What are the drivers of internal and external risks? Credible design processes, assessing the influence of social and ecological processes, undesirable system change due to occurrence of external events (e.g. natural hazards), influence on intended outcomes. Potential for increased vulnerability of some stakeholders as an unintended consequence of intervention design. Early action through risk and impact assessment, proactive threats management, and impact on NbS success or failure. Competing policies or claims over socio-ecological systems and services. Neighbouring or up-stream land use. Robust NbS design to absorb anticipated economic, demographic and climate-related changes. Introduction of potential risks or added pressures on the support ecosystem.

Urban Nature-based Solutions: An evidence-based assessment of the current state of urban ecosystems in Scotland and prevailing drivers of degradation and loss.
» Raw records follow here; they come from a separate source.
//! Payload Normalizer
//!
//! Turns a raw broker payload into a fully populated `Reading`.
//!
//! Sensors in the field publish slightly different shapes, so each field
//! has a fallback chain:
//!
//! | Field         | Keys tried                 | Default |
//! |---------------|----------------------------|---------|
//! | `temperature` | `temperature`, `temp`      | `0`     |
//! | `humidity`    | `humidity`, `hum`          | `0`     |
//! | `unit`        | `unit`                     | `C`     |
//! | `simulation`  | `simulation`               | `false` |

use serde_json::{Map, Value};

use super::error::{DecodeError, DecodeResult};
use super::types::{Reading, Unit};

/// Decode a raw payload into a `Reading`
///
/// Fails only when the payload is not well-formed JSON or is not a JSON
/// object. Missing or unusable fields fall back to their defaults.
pub fn normalize(raw: &[u8]) -> DecodeResult<Reading> {
    let value: Value = serde_json::from_slice(raw)?;

    let fields = match &value {
        Value::Object(map) => map,
        other => return Err(DecodeError::NotAnObject(json_kind(other))),
    };

    Ok(Reading {
        temperature: first_number(fields, &["temperature", "temp"]).unwrap_or(0.0),
        humidity: first_number(fields, &["humidity", "hum"]).unwrap_or(0.0),
        unit: fields
            .get("unit")
            .and_then(Value::as_str)
            .and_then(Unit::from_label)
            .unwrap_or_default(),
        simulation: fields.get("simulation").map(as_flag).unwrap_or(false),
    })
}

/// First key in `keys` holding a usable number
fn first_number(fields: &Map<String, Value>, keys: &[&str]) -> Option<f64> {
    keys.iter().find_map(|key| fields.get(*key).and_then(as_number))
}

/// Finite numbers and numeric strings count; everything else is unusable
fn as_number(value: &Value) -> Option<f64> {
    let number = match value {
        Value::Number(n) => n.as_f64(),
        Value::String(s) => s.trim().parse::<f64>().ok(),
        _ => None,
    }?;
    number.is_finite().then_some(number)
}

/// Explicit booleans are kept as-is; `0`/`1` and `"true"`/`"false"` are
/// accepted from firmware that cannot emit JSON booleans.
fn as_flag(value: &Value) -> bool {
    match value {
        Value::Bool(b) => *b,
        Value::Number(n) => n.as_f64().map(|f| f != 0.0).unwrap_or(false),
        Value::String(s) => s.trim().eq_ignore_ascii_case("true"),
        _ => false,
    }
}

fn json_kind(value: &Value) -> &'static str {
    match value {
        Value::Null => "null",
        Value::Bool(_) => "boolean",
        Value::Number(_) => "number",
        Value::String(_) => "string",
        Value::Array(_) => "array",
        Value::Object(_) => "object",
    }
}
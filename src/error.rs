use std::fmt;

use serde::Deserialize;

/// Kind reported once the retry budget of a call is consumed.
pub const EXCEEDED_MAX_RETRIES: &str = "ExceededMaxRetries";

const EXCEEDED_MAX_RETRIES_MESSAGE: &str =
    "The maximum number of retries for this request was exceeded.";

/// Error document returned by AWS JSON services.
///
/// Two service errors are considered equal when their `kind` matches;
/// the message and status are diagnostic only.
#[derive(Clone, Debug, Deserialize)]
pub struct ServiceError {
    /// Error type, e.g. `"ResourceNotFoundException"` or `"Throttling"`.
    #[serde(rename = "__type")]
    pub kind: String,
    /// Human readable message from the service.
    #[serde(default, alias = "Message")]
    pub message: String,
    /// HTTP status the error arrived with.
    #[serde(skip)]
    pub status: u16,
}

impl ServiceError {
    pub fn new(kind: impl Into<String>, message: impl Into<String>) -> Self {
        Self {
            kind: kind.into(),
            message: message.into(),
            status: 0,
        }
    }

    pub(crate) fn with_status(mut self, status: u16) -> Self {
        self.status = status;
        self
    }
}

impl PartialEq for ServiceError {
    fn eq(&self, other: &Self) -> bool {
        self.kind == other.kind
    }
}

impl Eq for ServiceError {}

impl fmt::Display for ServiceError {
    fn fmt(&self, f: &mut fmt::Formatter<'_>) -> fmt::Result {
        write!(f, "{}: {}", self.kind, self.message)
    }
}

impl std::error::Error for ServiceError {}

/// Error type returned by this crate.
#[derive(Debug, thiserror::Error)]
pub enum AwsError {
    /// Missing or invalid credentials, region or endpoint.
    #[error("configuration error: {0}")]
    Configuration(String),
    /// Network, TLS or deadline failure before a response was obtained.
    #[error("transport error: {0}")]
    Transport(reqwest::Error),
    /// Failure status whose body is not a service error document.
    #[error("malformed error body (http {status}): {reason}; body: {body}")]
    MalformedErrorBody {
        status: u16,
        body: String,
        reason: String,
    },
    /// Non-retryable error document returned by the service.
    #[error("{0}")]
    Service(ServiceError),
    /// Retry budget consumed without success or a permanent failure.
    #[error("ExceededMaxRetries: The maximum number of retries for this request was exceeded.")]
    RetriesExhausted {
        /// Number of attempts that were sent.
        attempts: usize,
        /// Last retryable error observed, kept for diagnostics only.
        last: Option<ServiceError>,
    },
    /// Success body that does not match the expected operation output.
    #[error("decode error: {0}")]
    Decode(String),
}

impl AwsError {
    /// Kind string callers can switch on regardless of the failure path.
    pub fn kind(&self) -> &str {
        match self {
            Self::Configuration(_) => "ConfigurationError",
            Self::Transport(_) => "TransportError",
            Self::MalformedErrorBody { .. } => "MalformedErrorBody",
            Self::Service(err) => &err.kind,
            Self::RetriesExhausted { .. } => EXCEEDED_MAX_RETRIES,
            Self::Decode(_) => "DecodeError",
        }
    }

    pub fn message(&self) -> String {
        match self {
            Self::Configuration(message) | Self::Decode(message) => message.clone(),
            Self::Transport(err) => err.to_string(),
            Self::MalformedErrorBody { reason, .. } => reason.clone(),
            Self::Service(err) => err.message.clone(),
            Self::RetriesExhausted { .. } => EXCEEDED_MAX_RETRIES_MESSAGE.to_owned(),
        }
    }

    pub fn is_retries_exhausted(&self) -> bool {
        matches!(self, Self::RetriesExhausted { .. })
    }

    /// Returns the decoded service error, if this is one.
    pub fn as_service_error(&self) -> Option<&ServiceError> {
        match self {
            Self::Service(err) => Some(err),
            _ => None,
        }
    }
}

impl From<ServiceError> for AwsError {
    fn from(err: ServiceError) -> Self {
        Self::Service(err)
    }
}

#[cfg(test)]
mod tests {
    use super::{AwsError, ServiceError, EXCEEDED_MAX_RETRIES};

    #[test]
    fn service_error_decodes_type_and_message() {
        let err: ServiceError =
            serde_json::from_str(r#"{"__type":"NotFound","message":"Could not find something"}"#)
                .expect("valid error document");
        assert_eq!(err.kind, "NotFound");
        assert_eq!(err.message, "Could not find something");
        assert_eq!(err.to_string(), "NotFound: Could not find something");
    }

    #[test]
    fn service_error_accepts_capitalized_message() {
        let err: ServiceError =
            serde_json::from_str(r#"{"__type":"ValidationException","Message":"bad"}"#)
                .expect("valid error document");
        assert_eq!(err.message, "bad");
    }

    #[test]
    fn service_errors_compare_by_kind_only() {
        assert_eq!(
            ServiceError::new("Throttling", "slow down"),
            ServiceError::new("Throttling", "rate exceeded").with_status(400)
        );
        assert_ne!(
            ServiceError::new("Throttling", "x"),
            ServiceError::new("NotFound", "x")
        );
    }

    #[test]
    fn exhausted_kind_is_sentinel_even_with_last_error() {
        let err = AwsError::RetriesExhausted {
            attempts: 5,
            last: Some(ServiceError::new("Throttling", "You have been throttled")),
        };
        assert_eq!(err.kind(), EXCEEDED_MAX_RETRIES);
        assert_eq!(
            err.message(),
            "The maximum number of retries for this request was exceeded."
        );
        assert!(err.is_retries_exhausted());
        assert!(err.as_service_error().is_none());
    }

    #[test]
    fn service_variant_exposes_provider_kind() {
        let err = AwsError::from(ServiceError::new("NotFound", "gone"));
        assert_eq!(err.kind(), "NotFound");
        assert_eq!(err.message(), "gone");
        assert_eq!(err.to_string(), "NotFound: gone");
    }
}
Assessing the current state of relevant ecosystems on appropriate spatial and temporal scales. Expanding baseline assessments beyond ecosystem services of interest (e.g. carbon). Assessing adverse effects in target and adjacent ecosystems. Potential risks and impacts on biodiversity. Understanding baseline condition of the landscape with respect to biodiversity, species composition, structural information, key ecosystem functions, key aspects of physical environment (e.g. water quantity and quality, soils etc), connectivity, external threats, and existing or ongoing conservation interventions. Provide information on the degree of degradation to determine specific NbS objectives and be a benchmark for determining efficacy and effects. Evaluate degree of degradation based on the condition that the system would have been in at the present time if degradation had occurred, not evaluated based on the historic ecosystem or landscape. Create models from existing references or landscapes, theoretical information, or local knowledge.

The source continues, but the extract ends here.